EU VEJO O FUTURO !

EU VEJO O FUTURO ! EU VEJO O FUTURO !, grita o andarilho no meio da praça da cidade pequena. Estou de passagem e falo com o homem que traz consigo uma sacola de lona com alças de barbante, duas sacolas plásticas na cabeça fazendo as vezes de turbante ( penso eu) e um cobertor surrado enrolado ao corpo como um manto, chinelos ainda mais surrados e a barba por fazer há algum tempo. Fale algo sobre mim, meu amigo, lhe dou algum dinheiro mesmo que eu não goste da sua visão. Eu não cobro não moço, vamos nos sentar e conversaremos ! Não leio as mãos, não leio cartas, mesmo porque eu não sei ler, mas conheço do mundo quase tudo, da alma humana mais ainda, e do futuro tudo, por isso eu estou nesta lida, de avisar aos outros o que a vida guarda para cada um. A linguagem boa, a voz grave de quem fuma muito e uma sinceridade no olhar me convenceram a ouvir esse homem de quarenta e tantos anos, e agora passo a contar :

_Quase não consigo conversar com muitas pessoas, pois não acreditam em mim, acham , mas quem me ouve, é por que tinha de estar comigo nesse momento, por qualquer motivo, como você mesmo, não é daqui está bem longe de sua terra e posso dizer que sua procura acaba hoje. O que trouxe você até aqui não preciso dizer, pois é passado e eu vejo o futuro, e o que você espera, talvez seja o que eu vou contar. Desse momento em diante suas palavras fluíam em meus pensamentos e não mais o ouvia, porém eu visualizava cada frase dele, cada palavra tinha um gosto e uma cor diferente, como se uma brisa me levasse longe dali.

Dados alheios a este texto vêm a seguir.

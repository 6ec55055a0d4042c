//! # Herald Dispatch
//! The scheduled dispatch pipeline: theme selection → agent query →
//! response normalization → independent fan-out to the notification
//! channels, plus the hourly loop that drives it.

pub mod normalize;
pub mod orchestrator;
pub mod scheduler;

pub use normalize::normalize;
pub use orchestrator::Dispatcher;
pub use scheduler::run_hourly;
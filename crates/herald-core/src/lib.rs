//! # Herald Core
//! Shared configuration, error taxonomy, result types, and the
//! notification channel trait used across the Herald crates.

pub mod config;
pub mod error;
pub mod traits;
pub mod types;

pub use config::HeraldConfig;
pub use error::{HeraldError, Result};
pub use traits::Channel;
pub use types::{ChannelOutcome, DispatchReport};
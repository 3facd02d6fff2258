//! # Image Synthesis Module
//!
//! Per-scene image generation driver: bounded retries with escalating
//! backoff, stale-result rejection via generation tokens, and a
//! semaphore-capped concurrent batch mode.

use std::sync::Arc;

use tokio::sync::{Mutex, Semaphore};
use tracing::{debug, info, warn};

use crate::backend::ImageGenerator;
use crate::config::GenerationConfig;
use crate::error::{GenerationError, Result};
use crate::scene::{AspectRatio, ImageAsset, SceneStore};

/// Drives image generation for scenes in a [`SceneStore`].
///
/// Each scene's generation is independent; a failure in one scene never
/// blocks another. All writes to a scene go through the store under its
/// lock, gated by the generation token issued at start, so a manual
/// regenerate always supersedes a still-in-flight attempt.
#[derive(Clone)]
pub struct ImageSynthesizer {
    backend: Arc<dyn ImageGenerator>,
    config: GenerationConfig,
}

impl ImageSynthesizer {
    pub fn new(backend: Arc<dyn ImageGenerator>, config: GenerationConfig) -> Self {
        Self { backend, config }
    }

    /// Generate images for every scene that has no image yet, with at most
    /// `max_workers` concurrent backend calls. Scene order in the store is
    /// never affected by completion order.
    pub async fn generate_all(
        &self,
        store: Arc<Mutex<SceneStore>>,
        aspect_ratio: AspectRatio,
    ) -> Result<()> {
        let pending: Vec<usize> = {
            let store = store.lock().await;
            store
                .scenes()
                .iter()
                .filter(|s| s.image.is_none())
                .map(|s| s.index)
                .collect()
        };

        if pending.is_empty() {
            info!("No scenes awaiting generation");
            return Ok(());
        }

        info!(
            "Generating images for {} scenes ({} workers)",
            pending.len(),
            self.config.max_workers
        );

        let semaphore = Arc::new(Semaphore::new(self.config.max_workers));
        let mut handles = Vec::with_capacity(pending.len());

        for index in pending {
            let permit_source = Arc::clone(&semaphore);
            let store = Arc::clone(&store);
            let synthesizer = self.clone();

            handles.push(tokio::spawn(async move {
                let Ok(_permit) = permit_source.acquire_owned().await else {
                    return;
                };
                if let Err(e) = synthesizer.generate_for_scene(&store, index, aspect_ratio).await {
                    // Surfaced in the scene's own state; the batch goes on
                    warn!("Scene {} generation ended with error: {}", index, e);
                }
            }));
        }

        for handle in handles {
            handle.await.map_err(|e| {
                crate::error::StorycraftError::generic(format!("generation task panicked: {e}"))
            })?;
        }

        Ok(())
    }

    /// Run the generation state machine for one scene.
    ///
    /// Marks the scene in-progress, then attempts the backend call with up
    /// to `max_retries` automatic retries and escalating backoff. Success
    /// replaces the image wholesale; exhausted retries leave the scene in
    /// `Failed(reason)`. A regenerate issued while this is in flight bumps
    /// the token, making this attempt's eventual result a discard.
    pub async fn generate_for_scene(
        &self,
        store: &Arc<Mutex<SceneStore>>,
        index: usize,
        aspect_ratio: AspectRatio,
    ) -> Result<()> {
        let ticket = store.lock().await.begin_generation(index)?;
        debug!("Scene {} generation started (token {})", index, ticket.token);

        loop {
            let outcome = self
                .backend
                .generate_image(&ticket.image_prompt, aspect_ratio)
                .await;

            let reason = match outcome {
                Ok(bytes) if bytes.is_empty() => GenerationError::EmptyPayload.to_string(),
                // Malformed payloads count as failed attempts too
                Ok(bytes) => match ImageAsset::decode(bytes) {
                    Ok(asset) => {
                        let mut store = store.lock().await;
                        if store.complete_success(&ticket, asset) {
                            info!("Scene {} image generated", index);
                            return Ok(());
                        }
                        return Err(GenerationError::Superseded.into());
                    }
                    Err(reason) => reason,
                },
                Err(e) => e.to_string(),
            };

            let retry_count = {
                let mut store = store.lock().await;
                match store.record_attempt_failure(&ticket) {
                    Some(count) => count,
                    None => return Err(GenerationError::Superseded.into()),
                }
            };

            if retry_count < self.config.max_retries {
                let backoff = self.config.backoff_for_retry(retry_count);
                debug!(
                    "Scene {} attempt {} failed ({}); retrying in {:?}",
                    index, retry_count, reason, backoff
                );
                tokio::time::sleep(backoff).await;
                continue;
            }

            warn!("Scene {} failed after {} attempts: {}", index, retry_count, reason);
            store.lock().await.complete_failure(&ticket, reason.clone());
            return Err(GenerationError::RetriesExhausted {
                attempts: retry_count,
                reason,
            }
            .into());
        }
    }
}
//! # Scene Module
//!
//! Scene data model, the ordered scene store, and draft decomposition.

mod decomposer;
mod store;
pub mod types;

pub use decomposer::SceneDecomposer;
pub use store::{GenerationTicket, SceneStore};
pub use types::{
    AspectRatio, GenerationState, ImageAsset, ImageFormat, Scene, SceneDescriptor, SceneId,
    StoryDraft,
};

Passei a ver uma silhueta se aproximando, esguia, cabelos longos, mais se aproximava, mais eu admirava, quando vi seu rosto, seus olhos verdes e límpidos me apaixonei, a beijei...e estávamos já na escadaria da igreja , recebendo nos cabelos o arroz jogado pelas pessoas que lá estavam e gritavam, o meu nome eu ouvia, mas o dela, quando era gritado e eu sabia que gritavam, o som não vinha aos meus ouvidos, procurei ler os lábios , mas eu já estava em um taxi um pouco velho, mas que ia rápido pela única avenida dessa cidade com a buzina disparada, ( não sei por que, pois não havia tráfego ), e estancou em frente ao pequeno hospital para onde corri com a maleta nas mãos, e tive de voltar da porta para o carro pois esqueci a esposa grávida no taxi.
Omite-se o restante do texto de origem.